El día de la inauguración del gimnasio
El gimnasio comunista que busca adeptos entre la juventud de Santiago para entrenarles como «clase trabajadora»
Se presenta como espacio en donde practicar artes marciales, activismo político y reivindicación de la tradición comunista en Galicia
El deporte suele presentarse como un espacio de encuentro, superación personal y convivencia al margen de la confrontación ideológica. Sin embargo, en Santiago de Compostela ha surgido un proyecto que rompe deliberadamente con esa idea: un nuevo espacio deportivo combina entrenamiento físico y activismo político.
La apertura de un gimnasio autogestionado de inspiración comunista es un ejemplo claro de politización de espacios sociales que, tradicionalmente, habían permanecido al margen de la lucha ideológica. Se trata del 'Gimnasio Popular Amada García', una iniciativa impulsada por un grupo de jóvenes vinculados a entornos de la izquierda radical que lo presentan como una herramienta de organización para «la clase trabajadora».
Bajo la apariencia de un espacio deportivo comunitario, la iniciativa combina entrenamiento físico con un marcado discurso político, reivindicando abiertamente la tradición comunista y la militancia ideológica. Un planteamiento que vuelve a poner sobre la mesa la presencia de proyectos vinculados a la extrema izquierda en ámbitos como el deporte o el ocio juvenil.
La elección del nombre no es casual. Para el colectivo que impulsa el gimnasio, la figura de la activista comunista, Amada García, representa una tradición ideológica que consideran necesario recuperar. En su manifiesto, los responsables del proyecto sostienen que personajes como ella encarnan una alternativa política que habría contribuido a ampliar libertades y derechos.

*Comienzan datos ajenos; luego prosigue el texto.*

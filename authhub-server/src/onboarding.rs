use crate::cache::{Cache, CacheBackend};
use crate::directory::{Directory, OnboardingBundle, TENANT_ADMIN_ROLE};
use crate::errors::AuthError;
use crate::models::{Credential, Organization, Tenant, User, UserRole, UserStatus};
use crate::password;
use chrono::Utc;
use log::info;
use rand::distributions::Alphanumeric;
use rand::Rng;
use serde::{Deserialize, Serialize};
use std::sync::Arc;
use uuid::Uuid;

const IDEMPOTENCY_KEY_PREFIX: &str = "idempotency::onboarding::";
const GENERATED_PASSWORD_LEN: usize = 24;

/// Request to provision a new tenant with its first admin user.
#[derive(Debug, Clone, Deserialize)]
pub struct OnboardingRequest {
    pub tenant_name: String,
    pub organization_name: String,
    pub admin_identifier: String,
    /// Optional initial password; a random one is generated when absent.
    pub admin_password: Option<String>,
}

/// Outcome of a completed onboarding, also cached for idempotent replay.
///
/// `temporary_password` is only set on the first response for a generated
/// password; replays return it again from the cached record until the
/// idempotency window closes.
#[derive(Debug, Clone, Serialize, Deserialize)]
pub struct OnboardingResult {
    pub tenant_id: Uuid,
    pub organization_id: Uuid,
    pub admin_user_id: Uuid,
    pub temporary_password: Option<String>,
}

/// Cached onboarding outcomes keyed by the caller's idempotency key.
#[derive(Clone)]
pub struct IdempotencyStore {
    cache: Arc<Cache>,
}

impl IdempotencyStore {
    pub fn new(cache: Arc<Cache>) -> Self {
        Self { cache }
    }

    fn key(idempotency_key: &str) -> String {
        format!("{IDEMPOTENCY_KEY_PREFIX}{idempotency_key}")
    }

    pub async fn find(&self, idempotency_key: &str) -> Result<Option<OnboardingResult>, AuthError> {
        Ok(self.cache.get(&Self::key(idempotency_key)).await?)
    }

    pub async fn record(
        &self,
        idempotency_key: &str,
        result: &OnboardingResult,
        ttl_secs: u64,
    ) -> Result<(), AuthError> {
        self.cache
            .set_ex(&Self::key(idempotency_key), result, ttl_secs)
            .await?;
        Ok(())
    }
}

/// Provisions tenants: tenant + first organization + admin user with the
/// global `TENANT_ADMIN` role, all persisted as one bundle.
pub struct OnboardingService {
    directory: Arc<dyn Directory>,
    idempotency: IdempotencyStore,
    result_ttl_secs: u64,
}

impl OnboardingService {
    pub fn new(
        directory: Arc<dyn Directory>,
        idempotency: IdempotencyStore,
        result_ttl_secs: u64,
    ) -> Self {
        Self {
            directory,
            idempotency,
            result_ttl_secs,
        }
    }

    fn validate(request: &OnboardingRequest) -> Result<(), AuthError> {
        if request.tenant_name.trim().is_empty() {
            return Err(AuthError::Validation("tenant_name must not be empty".into()));
        }
        if request.organization_name.trim().is_empty() {
            return Err(AuthError::Validation(
                "organization_name must not be empty".into(),
            ));
        }
        if request.admin_identifier.trim().is_empty() {
            return Err(AuthError::Validation(
                "admin_identifier must not be empty".into(),
            ));
        }
        if matches!(&request.admin_password, Some(p) if p.len() < 8) {
            return Err(AuthError::Validation(
                "admin_password must be at least 8 characters".into(),
            ));
        }
        Ok(())
    }

    /// Run an onboarding under the caller's idempotency key. A repeated key
    /// replays the stored result without touching the directory again.
    pub async fn onboard(
        &self,
        idempotency_key: &str,
        request: OnboardingRequest,
    ) -> Result<OnboardingResult, AuthError> {
        if idempotency_key.trim().is_empty() {
            return Err(AuthError::Validation("idempotency key must not be empty".into()));
        }
        if let Some(previous) = self.idempotency.find(idempotency_key).await? {
            info!(
                "replaying onboarding result for tenant {} (idempotent)",
                previous.tenant_id
            );
            return Ok(previous);
        }
        Self::validate(&request)?;

        if self.directory.tenant_name_exists(&request.tenant_name).await? {
            return Err(AuthError::DuplicateTenantName(request.tenant_name));
        }

        let (raw_password, temporary_password) = match request.admin_password {
            Some(password) => (password, None),
            None => {
                let generated = generate_password();
                (generated.clone(), Some(generated))
            }
        };
        let password_hash = password::hash(&raw_password)?;

        let admin_role = self
            .directory
            .find_global_role(TENANT_ADMIN_ROLE)
            .await?
            .ok_or_else(|| {
                AuthError::Internal(format!("global role {TENANT_ADMIN_ROLE} is not seeded"))
            })?;

        let now = Utc::now();
        let tenant = Tenant {
            id: Uuid::now_v7(),
            name: request.tenant_name,
            created_at: now,
        };
        let organization = Organization {
            id: Uuid::now_v7(),
            tenant_id: tenant.id,
            name: request.organization_name,
        };
        let user = User {
            id: Uuid::now_v7(),
            tenant_id: tenant.id,
            organization_id: organization.id,
            status: UserStatus::Active,
        };
        let credential = Credential {
            user_id: user.id,
            identifier: request.admin_identifier,
            password_hash,
        };
        let user_role = UserRole {
            user_id: user.id,
            role_id: admin_role.id,
            assigned_at: now,
        };

        let result = OnboardingResult {
            tenant_id: tenant.id,
            organization_id: organization.id,
            admin_user_id: user.id,
            temporary_password,
        };

        self.directory
            .persist_onboarding(OnboardingBundle {
                tenant,
                organization,
                user,
                credential,
                user_role,
            })
            .await?;

        // Record only after persistence succeeded; a failed onboarding must
        // stay retryable under the same key.
        self.idempotency
            .record(idempotency_key, &result, self.result_ttl_secs)
            .await?;

        info!(
            "onboarded tenant {} with admin user {}",
            result.tenant_id, result.admin_user_id
        );
        Ok(result)
    }
}

fn generate_password() -> String {
    rand::thread_rng()
        .sample_iter(&Alphanumeric)
        .take(GENERATED_PASSWORD_LEN)
        .map(char::from)
        .collect()
}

Esta reivindicación histórica encaja con una estrategia habitual en determinados movimientos de izquierda radical: vincular nuevos proyectos sociales con figuras simbólicas del pasado para dotarlos de legitimidad ideológica.
Deporte de combate y militante
Los promotores del gimnasio difunden su ideario a través de redes sociales y un manifiesto fundacional en el que hablan de construir un «espacio seguro y antifascista» que sirva para organizar a la juventud trabajadora frente a lo que consideran un sistema económico que limita cada vez más las oportunidades de las nuevas generaciones.
Sin embargo, venden camisetas promocionales del gimnasio por 12 euros, una forma de financiación que resulta llamativa si se tiene en cuenta que el espacio se presenta como alternativa al modelo capitalista que, según denuncian, convierte incluso el ocio en un producto.
Los deportes de contacto suelen vincularse con valores como la disciplina, la resistencia y la cohesión grupal. Históricamente, estas prácticas se han utilizado como herramientas para fortalecer la identidad colectiva y la organización interna de los grupos.
El gimnasio compostelano refleja claramente esta filosofía: sus responsables hablan abiertamente de «deporte militante», una expresión que subraya cómo conciben la actividad física como un componente esencial de su disciplina.
Más allá del deporte: propaganda
La dimensión ideológica del proyecto no se limita a sus bases programáticas. En sus redes sociales, el gimnasio difunde carteles políticos y mensajes de carácter ideológico, además de promocionar actividades deportivas y promocionar cierto merchandising, una estrategia para consolidar identidad de grupo entre sus simpatizantes.
Este gimnasio responde a un modelo que busca generar entornos donde la militancia se integre en la vida cotidiana, más allá de los partidos políticos tradicionales. Y el deporte constituye una herramienta especialmente eficaz para combinar actividad física, identidad colectiva y sentido de pertenencia al grupo
Por su parte, los gimnasios, por su propia naturaleza, funcionan además como potentes espacios de socialización. En este caso, sin embargo, esa dimensión comunitaria adquiere una clara orientación política, convirtiéndose en un entorno donde se difunden determinadas ideas y se tejen redes de militancia.
Y la apertura de este gimnasio evidencia hasta qué punto determinados sectores de la izquierda radical buscan extender su influencia más allá de la política institucional, un fenómeno que refleja cómo la confrontación política empieza a trasladarse incluso a lugares que, hasta hace no mucho, parecían ajenos a ella.